Task goal: Check each line of the entries below for the word "NotConnected" and state only how many lines have it.

Provided entries:
Content starts
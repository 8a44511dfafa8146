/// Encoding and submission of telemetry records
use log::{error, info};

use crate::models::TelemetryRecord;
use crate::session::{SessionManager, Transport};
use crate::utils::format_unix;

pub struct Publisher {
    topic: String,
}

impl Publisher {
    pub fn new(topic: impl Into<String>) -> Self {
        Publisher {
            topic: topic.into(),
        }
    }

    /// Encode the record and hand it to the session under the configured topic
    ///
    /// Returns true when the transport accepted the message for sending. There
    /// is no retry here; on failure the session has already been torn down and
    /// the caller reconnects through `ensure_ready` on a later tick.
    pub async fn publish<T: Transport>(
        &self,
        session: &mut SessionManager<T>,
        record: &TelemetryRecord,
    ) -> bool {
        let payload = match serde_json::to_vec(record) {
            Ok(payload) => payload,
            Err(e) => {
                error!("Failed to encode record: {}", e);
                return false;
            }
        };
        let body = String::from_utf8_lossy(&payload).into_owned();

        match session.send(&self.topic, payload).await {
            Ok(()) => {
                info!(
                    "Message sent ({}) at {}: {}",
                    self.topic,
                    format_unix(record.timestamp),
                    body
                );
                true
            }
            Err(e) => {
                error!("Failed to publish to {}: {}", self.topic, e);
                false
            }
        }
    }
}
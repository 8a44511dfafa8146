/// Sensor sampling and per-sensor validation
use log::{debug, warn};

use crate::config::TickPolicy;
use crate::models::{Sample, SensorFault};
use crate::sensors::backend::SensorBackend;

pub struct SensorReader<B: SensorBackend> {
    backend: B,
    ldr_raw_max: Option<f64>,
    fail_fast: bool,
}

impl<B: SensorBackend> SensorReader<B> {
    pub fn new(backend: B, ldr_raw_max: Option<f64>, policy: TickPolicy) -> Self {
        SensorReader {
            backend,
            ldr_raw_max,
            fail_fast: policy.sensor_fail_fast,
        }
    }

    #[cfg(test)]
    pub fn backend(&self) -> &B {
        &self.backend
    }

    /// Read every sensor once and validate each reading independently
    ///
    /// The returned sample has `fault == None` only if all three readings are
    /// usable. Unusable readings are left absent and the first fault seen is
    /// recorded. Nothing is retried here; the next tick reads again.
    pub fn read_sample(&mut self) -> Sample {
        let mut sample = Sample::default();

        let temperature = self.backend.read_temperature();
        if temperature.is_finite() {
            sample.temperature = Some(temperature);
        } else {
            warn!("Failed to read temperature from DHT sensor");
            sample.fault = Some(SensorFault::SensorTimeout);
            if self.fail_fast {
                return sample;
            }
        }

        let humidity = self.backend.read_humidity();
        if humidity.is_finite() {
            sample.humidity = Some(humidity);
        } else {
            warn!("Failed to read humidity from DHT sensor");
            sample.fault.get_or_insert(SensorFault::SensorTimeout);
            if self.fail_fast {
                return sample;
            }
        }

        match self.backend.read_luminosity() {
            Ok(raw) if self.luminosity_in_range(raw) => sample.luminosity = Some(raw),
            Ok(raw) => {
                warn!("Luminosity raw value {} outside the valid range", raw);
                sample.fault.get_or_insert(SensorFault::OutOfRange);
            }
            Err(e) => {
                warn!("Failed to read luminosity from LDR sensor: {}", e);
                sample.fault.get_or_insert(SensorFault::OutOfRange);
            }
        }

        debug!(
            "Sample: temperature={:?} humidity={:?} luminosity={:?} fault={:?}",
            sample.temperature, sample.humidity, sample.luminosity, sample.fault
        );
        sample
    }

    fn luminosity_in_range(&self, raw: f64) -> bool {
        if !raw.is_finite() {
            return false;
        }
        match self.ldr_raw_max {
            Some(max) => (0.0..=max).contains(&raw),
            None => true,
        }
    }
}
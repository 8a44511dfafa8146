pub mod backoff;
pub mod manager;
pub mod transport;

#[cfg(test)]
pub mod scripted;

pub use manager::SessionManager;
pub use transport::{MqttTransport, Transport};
Content ends
Content starts
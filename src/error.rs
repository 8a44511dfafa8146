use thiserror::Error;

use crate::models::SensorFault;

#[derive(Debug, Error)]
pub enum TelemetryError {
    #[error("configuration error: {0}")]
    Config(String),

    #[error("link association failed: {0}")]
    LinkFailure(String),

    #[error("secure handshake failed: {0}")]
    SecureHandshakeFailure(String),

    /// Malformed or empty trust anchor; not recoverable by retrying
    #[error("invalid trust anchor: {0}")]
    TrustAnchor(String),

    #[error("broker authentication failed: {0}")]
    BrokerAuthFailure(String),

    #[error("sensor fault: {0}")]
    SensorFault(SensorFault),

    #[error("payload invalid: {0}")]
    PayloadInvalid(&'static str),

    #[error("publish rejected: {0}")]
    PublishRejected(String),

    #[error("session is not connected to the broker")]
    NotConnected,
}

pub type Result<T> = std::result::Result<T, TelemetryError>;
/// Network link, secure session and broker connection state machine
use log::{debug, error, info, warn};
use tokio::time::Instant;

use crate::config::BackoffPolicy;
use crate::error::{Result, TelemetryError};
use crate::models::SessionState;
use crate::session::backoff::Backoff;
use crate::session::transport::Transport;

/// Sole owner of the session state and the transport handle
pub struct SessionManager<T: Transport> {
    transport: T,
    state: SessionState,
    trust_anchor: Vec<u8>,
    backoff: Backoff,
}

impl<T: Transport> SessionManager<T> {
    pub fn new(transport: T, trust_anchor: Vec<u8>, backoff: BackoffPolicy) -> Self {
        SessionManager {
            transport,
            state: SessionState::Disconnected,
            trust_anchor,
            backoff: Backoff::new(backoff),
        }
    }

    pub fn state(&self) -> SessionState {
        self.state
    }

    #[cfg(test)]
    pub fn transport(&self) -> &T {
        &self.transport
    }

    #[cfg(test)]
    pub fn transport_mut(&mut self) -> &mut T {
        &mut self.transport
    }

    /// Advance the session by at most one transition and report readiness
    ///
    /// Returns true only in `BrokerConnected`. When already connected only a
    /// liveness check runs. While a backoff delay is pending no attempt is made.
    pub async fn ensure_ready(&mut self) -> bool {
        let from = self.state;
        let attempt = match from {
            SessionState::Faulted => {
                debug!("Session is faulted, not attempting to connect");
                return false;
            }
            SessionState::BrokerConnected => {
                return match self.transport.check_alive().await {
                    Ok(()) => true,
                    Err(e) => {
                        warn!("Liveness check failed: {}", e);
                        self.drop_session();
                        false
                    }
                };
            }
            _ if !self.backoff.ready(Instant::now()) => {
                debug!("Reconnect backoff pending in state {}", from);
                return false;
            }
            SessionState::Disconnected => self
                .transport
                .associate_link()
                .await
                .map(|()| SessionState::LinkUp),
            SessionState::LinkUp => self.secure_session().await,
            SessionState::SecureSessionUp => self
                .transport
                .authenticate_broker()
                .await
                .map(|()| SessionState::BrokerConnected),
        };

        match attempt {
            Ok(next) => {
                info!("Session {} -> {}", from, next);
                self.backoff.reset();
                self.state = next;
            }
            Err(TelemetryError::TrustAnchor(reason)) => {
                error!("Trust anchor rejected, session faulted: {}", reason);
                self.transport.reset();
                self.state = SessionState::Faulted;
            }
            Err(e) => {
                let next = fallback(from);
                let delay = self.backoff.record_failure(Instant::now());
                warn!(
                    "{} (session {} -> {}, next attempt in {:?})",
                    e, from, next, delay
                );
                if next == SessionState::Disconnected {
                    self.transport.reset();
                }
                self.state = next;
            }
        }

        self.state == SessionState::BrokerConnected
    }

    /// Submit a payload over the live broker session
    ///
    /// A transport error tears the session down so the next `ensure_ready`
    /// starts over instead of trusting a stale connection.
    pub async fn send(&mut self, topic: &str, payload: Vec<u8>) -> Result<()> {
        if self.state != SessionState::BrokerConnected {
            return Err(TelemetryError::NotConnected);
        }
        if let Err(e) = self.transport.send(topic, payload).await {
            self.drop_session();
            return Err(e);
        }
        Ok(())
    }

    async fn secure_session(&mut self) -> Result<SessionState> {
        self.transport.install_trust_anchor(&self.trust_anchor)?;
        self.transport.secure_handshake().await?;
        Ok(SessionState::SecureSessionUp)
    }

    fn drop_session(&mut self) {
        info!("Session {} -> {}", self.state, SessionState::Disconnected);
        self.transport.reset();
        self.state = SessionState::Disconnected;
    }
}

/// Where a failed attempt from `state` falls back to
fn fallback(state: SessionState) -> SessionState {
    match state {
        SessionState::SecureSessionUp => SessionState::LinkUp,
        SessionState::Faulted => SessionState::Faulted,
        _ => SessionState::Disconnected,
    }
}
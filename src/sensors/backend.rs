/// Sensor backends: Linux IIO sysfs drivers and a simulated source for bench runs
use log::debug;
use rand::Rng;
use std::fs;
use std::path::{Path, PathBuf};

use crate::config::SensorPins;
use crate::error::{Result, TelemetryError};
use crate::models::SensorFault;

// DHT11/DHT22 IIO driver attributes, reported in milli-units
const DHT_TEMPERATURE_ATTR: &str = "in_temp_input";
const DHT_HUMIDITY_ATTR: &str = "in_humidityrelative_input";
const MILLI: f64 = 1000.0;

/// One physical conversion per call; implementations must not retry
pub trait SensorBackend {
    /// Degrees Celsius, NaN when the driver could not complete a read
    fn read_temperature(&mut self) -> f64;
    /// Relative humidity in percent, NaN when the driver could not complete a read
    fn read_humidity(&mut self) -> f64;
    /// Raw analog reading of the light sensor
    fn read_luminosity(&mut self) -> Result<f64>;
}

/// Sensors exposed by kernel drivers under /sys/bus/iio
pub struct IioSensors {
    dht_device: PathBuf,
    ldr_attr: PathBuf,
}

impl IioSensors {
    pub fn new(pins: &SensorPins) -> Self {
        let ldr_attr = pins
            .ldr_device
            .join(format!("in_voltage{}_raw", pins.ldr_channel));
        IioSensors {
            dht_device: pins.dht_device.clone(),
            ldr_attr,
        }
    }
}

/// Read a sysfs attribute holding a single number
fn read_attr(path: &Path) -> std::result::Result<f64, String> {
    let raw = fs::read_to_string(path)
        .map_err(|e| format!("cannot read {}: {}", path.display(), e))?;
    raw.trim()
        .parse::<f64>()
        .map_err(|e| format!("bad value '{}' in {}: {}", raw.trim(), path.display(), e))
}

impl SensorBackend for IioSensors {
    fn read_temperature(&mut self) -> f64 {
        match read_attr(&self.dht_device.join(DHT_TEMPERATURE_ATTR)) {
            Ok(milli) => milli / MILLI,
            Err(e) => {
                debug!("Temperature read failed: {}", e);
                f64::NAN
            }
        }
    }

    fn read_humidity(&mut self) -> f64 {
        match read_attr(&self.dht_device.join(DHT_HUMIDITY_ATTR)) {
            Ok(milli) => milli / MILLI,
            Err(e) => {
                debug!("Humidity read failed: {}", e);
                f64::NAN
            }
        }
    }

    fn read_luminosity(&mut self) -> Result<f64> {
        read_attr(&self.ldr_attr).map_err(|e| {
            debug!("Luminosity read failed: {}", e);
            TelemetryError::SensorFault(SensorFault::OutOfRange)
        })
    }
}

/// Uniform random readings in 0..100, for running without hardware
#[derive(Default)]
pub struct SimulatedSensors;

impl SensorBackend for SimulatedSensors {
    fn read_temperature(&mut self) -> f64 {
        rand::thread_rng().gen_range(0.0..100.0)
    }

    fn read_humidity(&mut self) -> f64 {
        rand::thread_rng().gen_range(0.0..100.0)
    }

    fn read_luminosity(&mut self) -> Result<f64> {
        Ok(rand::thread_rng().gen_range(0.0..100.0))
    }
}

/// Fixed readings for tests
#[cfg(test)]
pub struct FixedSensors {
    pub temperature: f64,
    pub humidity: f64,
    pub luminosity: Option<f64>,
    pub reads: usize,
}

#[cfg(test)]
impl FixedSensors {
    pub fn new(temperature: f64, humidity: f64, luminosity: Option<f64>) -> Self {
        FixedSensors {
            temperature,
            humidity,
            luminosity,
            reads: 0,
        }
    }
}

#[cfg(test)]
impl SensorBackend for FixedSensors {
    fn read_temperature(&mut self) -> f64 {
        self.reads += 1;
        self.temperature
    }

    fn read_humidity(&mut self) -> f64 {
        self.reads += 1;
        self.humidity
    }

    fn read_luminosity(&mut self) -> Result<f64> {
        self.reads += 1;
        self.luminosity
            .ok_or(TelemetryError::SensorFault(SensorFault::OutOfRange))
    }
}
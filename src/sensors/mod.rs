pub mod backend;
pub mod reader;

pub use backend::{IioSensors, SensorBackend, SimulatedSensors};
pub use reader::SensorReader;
Content ends
Solution to the exercise: 2